残念な人の思考法

人の勧めで『残念な人の思考法』(著/山崎将志) を拝読しました。

amazonでのレビューを見ると、
「タイトルと帯の勝利」、
「著者の主観的な感度から外れた人間を揶揄
 (もっと言えば「中傷」)したいがための著作」、
「残念な本」などと、評価の低いベストセラー書なのですが、
購入前にそれを承知で読んでみたからか、
個人的にはなかなか面白い本でした。
以下、面白いと思った点を私自身の備忘録として書き留めておこうと思います
ちなみに「残念な人」とは、この著書によると、
「何かが足りない人、あるいは、もったいない人」と定義されています。
便利になると、残念な人が増える
最近の車はボタンを押すとエンジンが掛かり、
携帯電話が普及して、子供が異性の友達の自宅に、
父親が出ないかとドキドキしながら電話をかけることもなくなった。
社内に最新のシステムを入れても、
各々がシステムの全体を理解せずに自分のやり方を通すと、
システムを正確にはたらかせることはできない。
このへんは収納でも言えることですね。
お母さんが一生懸命システムを構築しても
家族がそれを守ってくれないと片付かない。
もちろん、会社でもそう。
各々がそのシステムの意味を理解しないといけないし、
もっと言えば知恵を出し合ってシステムを構築したほうが良い。
また、蛇口をひねれば当たり前のように水が出るように、
簡単に、いつでも、低価格で、モノが手に入るようになりましたが、
その便利さが片付かない原因になっているようにも思います。
5年間同じオペレーションは怪しい
本書では、
「たとえば五年間同じ伝票を使用している企業の
 オペレーションは怪しい。

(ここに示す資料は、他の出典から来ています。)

//! Orchestration loop for a single negotiation.
//!
//! [`NegotiationRun`] owns the session, its message history and the state
//! machine. Each call to [`NegotiationRun::next_event`] advances the machine
//! until exactly one observable event is produced, so a consumer pulling the
//! stream sees step N before step N+1 starts executing.
//!
//! Nothing happens until the first pull: the session record is written when
//! the run leaves `Init`, not when the run is created.
//!
//! The run stops after a `complete` event, after an `error` event, or silently
//! when its cancellation token fires. Dropping the stream drops the run, which
//! also stops any further responder calls.

use std::num::NonZeroU32;
use std::pin::Pin;
use std::sync::Arc;

use futures::stream::{self, Stream};
use thiserror::Error;
use tokio_util::sync::CancellationToken;
use tracing::{Instrument, debug, info, info_span, warn};

use crate::agents::{Responder, Response, SessionContext};
use crate::core::request::NegotiationRequest;
use crate::core::state_machine::{
    CompletionReason, IllegalTransition, NegotiationMachine, NegotiationState,
};
use crate::core::types::{NegotiationEvent, NegotiationMessage, NegotiationSession, Role};
use crate::io::recorder::SessionRecorder;
use crate::templates;

/// Events of one negotiation, produced lazily as the consumer polls.
pub type EventStream = Pin<Box<dyn Stream<Item = NegotiationEvent> + Send>>;

/// Why a run halted without completing.
#[derive(Debug, Error)]
pub enum NegotiationError {
    #[error("{role} responder failed: {message}")]
    Responder { role: Role, message: String },
    #[error("reviewer response is missing the approval decision")]
    MissingApproval,
    #[error("negotiation cancelled")]
    Cancelled,
    #[error(transparent)]
    Transition(#[from] IllegalTransition),
    #[error("build completion summary: {0}")]
    Summary(String),
}

/// One negotiation in flight.
pub struct NegotiationRun {
    machine: NegotiationMachine,
    responder: Arc<dyn Responder>,
    recorder: SessionRecorder,
    cancel: CancellationToken,
    history: Vec<NegotiationMessage>,
    finished: bool,
}

impl NegotiationRun {
    pub fn new(
        request: &NegotiationRequest,
        max_rounds: NonZeroU32,
        responder: Arc<dyn Responder>,
        recorder: SessionRecorder,
    ) -> Self {
        let session = NegotiationSession::new(request.session_id(), request.requirement());
        Self {
            machine: NegotiationMachine::new(session, max_rounds),
            responder,
            recorder,
            cancel: CancellationToken::new(),
            history: Vec::new(),
            finished: false,
        }
    }

    /// Stop the run when `cancel` fires, aborting an in-flight responder call.
    pub fn with_cancellation(mut self, cancel: CancellationToken) -> Self {
        self.cancel = cancel;
        self
    }

    pub fn session(&self) -> &NegotiationSession {
        self.machine.session()
    }

    pub fn state(&self) -> NegotiationState {
        self.machine.state()
    }

    pub fn history(&self) -> &[NegotiationMessage] {
        &self.history
    }

    pub fn is_finished(&self) -> bool {
        self.finished
    }

    /// Advance until the next observable event. `None` once the run is over.
    pub async fn next_event(&mut self) -> Option<NegotiationEvent> {
        if self.finished {
            return None;
        }
        match self.advance().await {
            Ok(event) => {
                if event.is_terminal() {
                    self.finished = true;
                }
                Some(event)
            }
            Err(NegotiationError::Cancelled) => {
                self.finished = true;
                info!(
                    round_count = self.machine.round_count(),
                    "negotiation cancelled"
                );
                None
            }
            Err(err) => {
                self.finished = true;
                warn!(
                    state = %self.machine.state(),
                    round_count = self.machine.round_count(),
                    error = %err,
                    "negotiation halted"
                );
                Some(NegotiationEvent::Error {
                    detail: err.to_string(),
                })
            }
        }
    }

    /// Turn the run into a lazily polled event stream.
    pub fn into_stream(self) -> EventStream {
        let span = info_span!("negotiation", session_id = %self.session().id);
        Box::pin(stream::unfold(self, move |mut run| {
            let span = span.clone();
            async move { run.next_event().await.map(|event| (event, run)) }.instrument(span)
        }))
    }

    async fn advance(&mut self) -> Result<NegotiationEvent, NegotiationError> {
        loop {
            match self.machine.state() {
                NegotiationState::Init => {
                    self.machine.start()?;
                    self.recorder.record_session(self.machine.session());
                    info!(
                        max_rounds = self.machine.max_rounds(),
                        "negotiation started"
                    );
                }
                NegotiationState::AwaitingProposal => {
                    let response = self.invoke(Role::Proposer).await?;
                    if response.approved.is_some() {
                        debug!("ignoring approval flag on proposer response");
                    }
                    self.machine.proposal_recorded()?;
                    return Ok(self.emit(NegotiationMessage::proposal(response.content)));
                }
                NegotiationState::AwaitingReview => {
                    let response = self.invoke(Role::Reviewer).await?;
                    let approved = response
                        .approved
                        .ok_or(NegotiationError::MissingApproval)?;
                    let outcome = self.machine.review_recorded(approved)?;
                    debug!(
                        round_count = self.machine.round_count(),
                        approved,
                        ?outcome,
                        "review recorded"
                    );
                    return Ok(self.emit(NegotiationMessage::review(response.content, approved)));
                }
                NegotiationState::Revising => self.machine.resume_proposals()?,
                NegotiationState::Completed => return self.complete(),
            }
        }
    }

    async fn invoke(&self, role: Role) -> Result<Response, NegotiationError> {
        let session = self.machine.session();
        let input = match role {
            Role::Proposer => self.latest_content(Role::Reviewer),
            Role::Reviewer => self.latest_content(Role::Proposer),
        }
        .unwrap_or(&session.requirement);
        let ctx = SessionContext {
            session_id: &session.id,
            requirement: &session.requirement,
            round: self.machine.current_round(),
            input,
            history: &self.history,
        };
        debug!(%role, round = ctx.round, "invoking responder");

        tokio::select! {
            biased;
            _ = self.cancel.cancelled() => Err(NegotiationError::Cancelled),
            result = self.responder.respond(role, &ctx) => {
                result.map_err(|err| NegotiationError::Responder {
                    role,
                    message: format!("{err:#}"),
                })
            }
        }
    }

    fn latest_content(&self, role: Role) -> Option<&str> {
        self.history
            .iter()
            .rev()
            .find(|m| m.role == role)
            .map(|m| m.content.as_str())
    }

    fn emit(&mut self, message: NegotiationMessage) -> NegotiationEvent {
        self.recorder.record_message(&message);
        self.history.push(message.clone());
        NegotiationEvent::Message { message }
    }

    fn complete(&mut self) -> Result<NegotiationEvent, NegotiationError> {
        let reason = self
            .machine
            .completion()
            .unwrap_or(CompletionReason::RoundBudgetExhausted);
        let session = self.machine.session();
        let result = templates::render_summary(&session.requirement, session.round_count, reason)
            .map_err(|err| NegotiationError::Summary(format!("{err:#}")))?;
        self.recorder.record_session(session);
        info!(
            round_count = session.round_count,
            ?reason,
            "negotiation completed"
        );
        Ok(NegotiationEvent::Complete { result })
    }
}

/// Start a fresh negotiation and return its event stream.
///
/// Each call is an independent session; the stream is finite (at most
/// `2 * max_rounds + 1` events) and cannot be restarted.
pub fn run_negotiation(
    request: &NegotiationRequest,
    responder: Arc<dyn Responder>,
    recorder: SessionRecorder,
    max_rounds: NonZeroU32,
) -> EventStream {
    NegotiationRun::new(request, max_rounds, responder, recorder).into_stream()
}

定期的にフォーマットを
 見直す仕組みが不可欠である。」
とあるのですが、収納も同じだと思います。
5年も経てば生活環境はかなり変わります。
小学生の子供が中学生に、
中学3年生の子供が大学生になっているんですから、
持ちモノも生活パターンも大きく変わり、
当然、収納のあり方が同じで良いはずはありません。
仕事と塗り絵は同じである
幼児に塗り絵をさせると、好きなところから、
好きな色を無茶苦茶に塗りたくっていって、
いったい何の絵だったのか分からなくなることがある。
「残念な人」も同様で、全体を見ることなく、
局所的に頑張って塗ろうとするからうまくいかない。
この点は、収納マンが言うところの、
「木を見て森を見ずになってませんか?」というのと同じですね。
全部読み終えて、正直、後半はただの愚痴みたいな感じもありましたが、
納得できる部分もあり、著者が単なる愚痴や自慢話ではなく、
どうしたらうまく伝わるか苦心した様子も感じました。
というのも、著者の山崎氏と収納マンの考え方がどうも似ているんですよ。
(もっとも、頭脳の聡明さは著者のほうが何倍も上ですが・・・)
「何でも国や企業が責任を持つべき、というような風潮が最近顕著であるが、
 それは何でも人のせいにすれば、とりあえず法律が守ってくれる、
 という短絡的な、自分の頭で考えない人を増やしていることになると
 言い換えられるかもしれない。」
「「割り箸もったいない論」により割り箸の生産が海外にシフトし、
 森林を守るコストを賄いきれなくなり、国内の山林は相当荒れてしまった。
 (中略) 割り箸をやめるのはよいのだが、本気でやめるとすれば
 端材の新しい活用方法とセットで考えていかないと、
 また海外で森林を荒らす結果を招いてしまう。」
 
ノベルティでもらった、使わないマイ箸、
いくつもあるエコバッグ、
集めた結果がよく分からない空き缶のプルタブ・・・
悪いことではありませんが、経済的合理性を欠くだけでなく、
環境面での影響にも疑問符が多い。
そういうところも「残念」だと著者は思っていると思いますし、
収納マンも同感です。
非常に表現が難しいところですが、結局のところは、
人のせいにせず、自分がしっかりと自覚を持って、
行動しなければいけないということだろうと思います。